A lei em causa prevê que os sócios-gerentes das micro e pequenas empresas possam ter acesso ao regime excepcional aplicado aos trabalhadores independentes, sem ter em conta o número de funcionários que têm ao serviço ou a facturação anual. E foi aprovada a 28 de Maio - por proposta do PEV depois de um acordo conjunto do PAN e PSD, que também tinham propostas -, e apenas com os votos contra do PS. Já depois da votação, a bancada socialista assumiu, em comunicado, que o diploma aprovado “incorpora um forte risco de violação do disposto na Constituição” mas anunciou que ia esperar pela “decisão” do Presidente da República.
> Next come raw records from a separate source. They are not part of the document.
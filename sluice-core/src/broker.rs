use crate::{
    ConnectionPool, DataSource, Error, ErrorKind, PooledConnection, Result, Session,
    TransactionContext,
};
use anyhow::Context;
use std::{
    fmt::{self, Debug},
    ops::{Deref, DerefMut},
    sync::Arc,
};
use tokio::sync::{OwnedMappedMutexGuard, OwnedMutexGuard};

/// Whether an operation only reads or may write.
#[derive(Debug, Clone, Copy, PartialEq, Eq)]
pub enum OperationKind {
    Read,
    Write,
}

/// Who gives the connection of a lease back.
#[derive(Debug, Clone, Copy, PartialEq, Eq)]
pub enum LeaseOwnership {
    /// Supplied by the caller, never closed nor reconfigured implicitly.
    Caller,
    /// Borrowed for this operation, given back to the pool when the lease drops.
    Broker,
    /// Bound to a transaction context, given back by the context on completion.
    Context,
}

/// A connection acquired for the duration of one operation.
pub enum ConnectionLease<'a, P: ConnectionPool> {
    Caller(&'a mut P::Connection),
    Pooled(PooledConnection<P>),
    Joined {
        guard: OwnedMappedMutexGuard<Option<P::Connection>, P::Connection>,
        context: Arc<TransactionContext<P>>,
    },
}

impl<'a, P: ConnectionPool> ConnectionLease<'a, P> {
    pub fn ownership(&self) -> LeaseOwnership {
        match self {
            ConnectionLease::Caller(..) => LeaseOwnership::Caller,
            ConnectionLease::Pooled(..) => LeaseOwnership::Broker,
            ConnectionLease::Joined { .. } => LeaseOwnership::Context,
        }
    }

    /// Transaction the lease runs in, if joined.
    pub fn context(&self) -> Option<&Arc<TransactionContext<P>>> {
        match self {
            ConnectionLease::Joined { context, .. } => Some(context),
            _ => None,
        }
    }

    /// A broker owned connection will not be reused, no effect on the other kinds.
    pub fn discard(&mut self) {
        if let ConnectionLease::Pooled(connection) = self {
            connection.discard();
        }
    }
}

impl<'a, P: ConnectionPool> Deref for ConnectionLease<'a, P> {
    type Target = P::Connection;

    fn deref(&self) -> &Self::Target {
        match self {
            ConnectionLease::Caller(connection) => connection,
            ConnectionLease::Pooled(connection) => connection,
            ConnectionLease::Joined { guard, .. } => guard,
        }
    }
}

impl<'a, P: ConnectionPool> DerefMut for ConnectionLease<'a, P> {
    fn deref_mut(&mut self) -> &mut Self::Target {
        match self {
            ConnectionLease::Caller(connection) => connection,
            ConnectionLease::Pooled(connection) => connection,
            ConnectionLease::Joined { guard, .. } => guard,
        }
    }
}

impl<'a, P: ConnectionPool> Debug for ConnectionLease<'a, P> {
    fn fmt(&self, f: &mut fmt::Formatter<'_>) -> fmt::Result {
        let mut debug = f.debug_struct("ConnectionLease");
        debug.field("ownership", &self.ownership());
        if let Some(context) = self.context() {
            debug.field("transaction", &context.id());
        }
        debug.finish()
    }
}

/// Decides, for every operation, which physical connection to use.
pub struct ConnectionBroker<P: ConnectionPool> {
    source: DataSource<P>,
}

impl<P: ConnectionPool> ConnectionBroker<P> {
    pub fn new(source: DataSource<P>) -> Self {
        Self { source }
    }

    pub fn source(&self) -> &DataSource<P> {
        &self.source
    }

    /// Resolve the connection of one operation:
    /// - the caller connection, when given;
    /// - the connection of the session's transaction on this data source, unless the transaction
    ///   is for update only and the operation is a read;
    /// - a fresh pool connection.
    pub async fn resolve<'a>(
        &self,
        caller: Option<&'a mut P::Connection>,
        session: Option<&Session>,
        kind: OperationKind,
    ) -> Result<ConnectionLease<'a, P>> {
        if let Some(connection) = caller {
            return Ok(ConnectionLease::Caller(connection));
        }
        if let Some(context) = session.and_then(|s| s.context::<P>(self.source.id())) {
            if context.for_update_only() && kind == OperationKind::Read {
                log::debug!(
                    "Read bypasses the for update only transaction {}",
                    context.id()
                );
            } else {
                return Self::join(context).await;
            }
        }
        self.borrow().await
    }

    /// A fresh broker owned connection, ignoring any transaction.
    pub async fn borrow<'a>(&self) -> Result<ConnectionLease<'a, P>> {
        let connection = self
            .source
            .pool()
            .borrow()
            .await
            .with_context(|| format!("While borrowing a connection from {}", self.source.id()))?;
        Ok(ConnectionLease::Pooled(PooledConnection::new(
            connection,
            self.source.pool().clone(),
        )))
    }

    async fn join<'a>(context: Arc<TransactionContext<P>>) -> Result<ConnectionLease<'a, P>> {
        if !context.is_usable() {
            return Err(Error::new(ErrorKind::Inactive(context.id())));
        }
        context.check_not_streaming()?;
        let guard = context.connection().lock_owned().await;
        let guard = OwnedMutexGuard::try_map(guard, Option::as_mut)
            .map_err(|_| Error::new(ErrorKind::Inactive(context.id())))?;
        Ok(ConnectionLease::Joined { guard, context })
    }
}

impl<P: ConnectionPool> Clone for ConnectionBroker<P> {
    fn clone(&self) -> Self {
        Self {
            source: self.source.clone(),
        }
    }
}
PCP critica Marcelo e PS acena com acordo
Ao longo da tarde, PSD, BE, PEV, CDS e PAN anunciaram que vão apresentar propostas de alteração no sentido sugerido pelo Presidente. Em sentido contrário, o PCP considera “inaceitáveis os fundamentos” para vetar a lei e vai propor que o Parlamento confirme a lei com uma nova votação.
O que está em causa, diz o líder parlamentar comunista num comunicado em vídeo, “é um apoio a quem faz descontos para a Segurança Social e que deve ter essa contribuição reconhecida”. Uma posição reiterada pelo secretário-geral do PCP, Jerónimo de Sousa, para quem “basta repetir a votação no orçamento” ou reconfirmar o decreto se entretanto nessa votação algo acontecer.
“Estamos a lidar com um problema que não é pequeno. São empresas com sócios-gerentes onde existem um ou dois trabalhadores e aquilo que procurámos fazer, votando a favor da proposta, era que fosse considerado este problema de centenas de milhares de pequenos e micro empresários que não sabem o que hão-de fazer à vida”, afirmou Jerónimo de Sousa em entrevista ao PÚBLICO e à Renascença que será divulgada na quinta-feira.
No parlamento, a questão pode agora jogar-se em dois planos: na discussão na especialidade do Orçamento Suplementar, onde estarão em discussão as propostas já anunciadas por PSD, BE, CDS, PEV e PAN, e na reapreciação da lei suscitada pelo veto presidencial. Foi preciso esperar pelo fim da reunião da delegação do PS com Marcelo para perceber que o caminho pode ser outro ainda.
“Essa matéria poderá ser, ou objecto de aprovação ao nível do Conselho de Ministros, ou presente nas negociações e no diálogo que se deve desenvolver no quadro parlamentar”, disse o presidente do PS, Carlos César, em Belém, referindo que “o Governo tem vindo a trabalhar nestas últimas semanas, na decorrência do que está consignado no Programa de Estabilização Económica e Social, medidas específicas para os trabalhadores independentes, para os trabalhadores informais, intermitentes, incluindo também a temática dos sócios-gerentes”.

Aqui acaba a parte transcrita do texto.